- _EXERCISE INSTRUCTIONS_
Below are some entries. Copy each line in them that holds "bool".

Source records
+ + +

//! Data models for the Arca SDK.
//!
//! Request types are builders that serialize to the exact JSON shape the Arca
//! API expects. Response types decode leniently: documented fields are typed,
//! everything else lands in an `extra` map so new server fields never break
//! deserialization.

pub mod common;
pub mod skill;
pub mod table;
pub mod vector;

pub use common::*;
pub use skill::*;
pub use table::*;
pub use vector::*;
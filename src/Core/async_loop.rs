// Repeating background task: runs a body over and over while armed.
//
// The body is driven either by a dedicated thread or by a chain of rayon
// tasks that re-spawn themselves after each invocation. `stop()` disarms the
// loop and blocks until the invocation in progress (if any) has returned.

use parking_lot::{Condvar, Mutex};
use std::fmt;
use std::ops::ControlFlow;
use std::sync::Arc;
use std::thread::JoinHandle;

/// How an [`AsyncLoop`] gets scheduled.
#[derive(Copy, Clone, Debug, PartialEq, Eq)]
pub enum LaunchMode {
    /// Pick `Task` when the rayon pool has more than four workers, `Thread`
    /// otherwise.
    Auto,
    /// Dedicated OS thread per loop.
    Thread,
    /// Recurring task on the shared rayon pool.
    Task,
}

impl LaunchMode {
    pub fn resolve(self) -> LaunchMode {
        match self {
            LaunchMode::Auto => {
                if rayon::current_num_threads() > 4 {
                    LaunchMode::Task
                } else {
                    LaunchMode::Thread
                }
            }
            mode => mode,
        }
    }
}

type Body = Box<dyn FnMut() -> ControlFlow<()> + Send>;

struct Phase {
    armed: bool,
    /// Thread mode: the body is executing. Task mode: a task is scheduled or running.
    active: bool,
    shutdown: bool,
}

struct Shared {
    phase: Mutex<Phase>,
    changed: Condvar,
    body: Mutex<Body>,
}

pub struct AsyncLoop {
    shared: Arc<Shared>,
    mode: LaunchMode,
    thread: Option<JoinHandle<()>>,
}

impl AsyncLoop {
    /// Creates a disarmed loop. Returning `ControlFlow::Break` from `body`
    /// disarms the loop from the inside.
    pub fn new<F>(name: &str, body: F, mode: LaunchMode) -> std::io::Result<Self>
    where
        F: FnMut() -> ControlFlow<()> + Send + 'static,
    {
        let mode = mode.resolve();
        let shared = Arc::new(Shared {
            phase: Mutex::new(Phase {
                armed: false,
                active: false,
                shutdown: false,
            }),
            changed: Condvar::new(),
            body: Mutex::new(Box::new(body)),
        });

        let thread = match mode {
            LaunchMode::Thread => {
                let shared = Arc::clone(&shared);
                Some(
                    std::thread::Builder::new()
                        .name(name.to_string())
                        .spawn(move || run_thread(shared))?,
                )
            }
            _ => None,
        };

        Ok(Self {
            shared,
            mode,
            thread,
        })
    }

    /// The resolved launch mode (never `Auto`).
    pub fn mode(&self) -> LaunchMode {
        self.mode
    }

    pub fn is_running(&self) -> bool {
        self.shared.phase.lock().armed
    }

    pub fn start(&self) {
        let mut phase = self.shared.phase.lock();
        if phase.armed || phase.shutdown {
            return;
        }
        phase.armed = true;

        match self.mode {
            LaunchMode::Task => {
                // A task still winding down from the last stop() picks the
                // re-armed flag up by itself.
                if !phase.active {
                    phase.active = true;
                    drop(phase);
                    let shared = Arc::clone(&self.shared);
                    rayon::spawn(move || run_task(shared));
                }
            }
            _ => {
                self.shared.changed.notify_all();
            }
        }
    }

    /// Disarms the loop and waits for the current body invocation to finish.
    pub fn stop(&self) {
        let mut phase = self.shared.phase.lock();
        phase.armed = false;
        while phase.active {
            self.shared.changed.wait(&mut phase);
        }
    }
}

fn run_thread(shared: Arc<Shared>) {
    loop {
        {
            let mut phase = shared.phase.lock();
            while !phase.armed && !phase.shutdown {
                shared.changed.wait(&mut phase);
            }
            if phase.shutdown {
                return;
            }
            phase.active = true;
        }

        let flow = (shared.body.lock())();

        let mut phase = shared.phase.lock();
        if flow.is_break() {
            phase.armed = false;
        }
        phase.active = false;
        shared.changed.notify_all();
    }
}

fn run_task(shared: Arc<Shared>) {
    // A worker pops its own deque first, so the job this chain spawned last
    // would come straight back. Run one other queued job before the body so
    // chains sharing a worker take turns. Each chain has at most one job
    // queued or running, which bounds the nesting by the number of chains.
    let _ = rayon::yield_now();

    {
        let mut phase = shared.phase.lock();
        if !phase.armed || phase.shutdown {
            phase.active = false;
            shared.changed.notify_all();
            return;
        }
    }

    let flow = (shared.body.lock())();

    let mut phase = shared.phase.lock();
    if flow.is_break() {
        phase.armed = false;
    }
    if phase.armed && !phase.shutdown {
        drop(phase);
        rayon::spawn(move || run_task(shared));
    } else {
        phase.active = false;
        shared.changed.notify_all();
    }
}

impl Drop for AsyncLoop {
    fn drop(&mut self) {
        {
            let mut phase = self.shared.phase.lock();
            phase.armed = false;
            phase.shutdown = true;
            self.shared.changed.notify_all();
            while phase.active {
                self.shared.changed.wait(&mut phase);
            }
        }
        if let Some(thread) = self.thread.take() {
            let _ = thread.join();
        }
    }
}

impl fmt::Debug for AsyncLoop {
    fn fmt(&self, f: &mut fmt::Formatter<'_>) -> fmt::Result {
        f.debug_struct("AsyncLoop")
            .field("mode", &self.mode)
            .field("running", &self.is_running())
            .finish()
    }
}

+ + +

- _RESULT_
    armed: bool,
    active: bool,
    shutdown: bool,
    pub fn is_running(&self) -> bool {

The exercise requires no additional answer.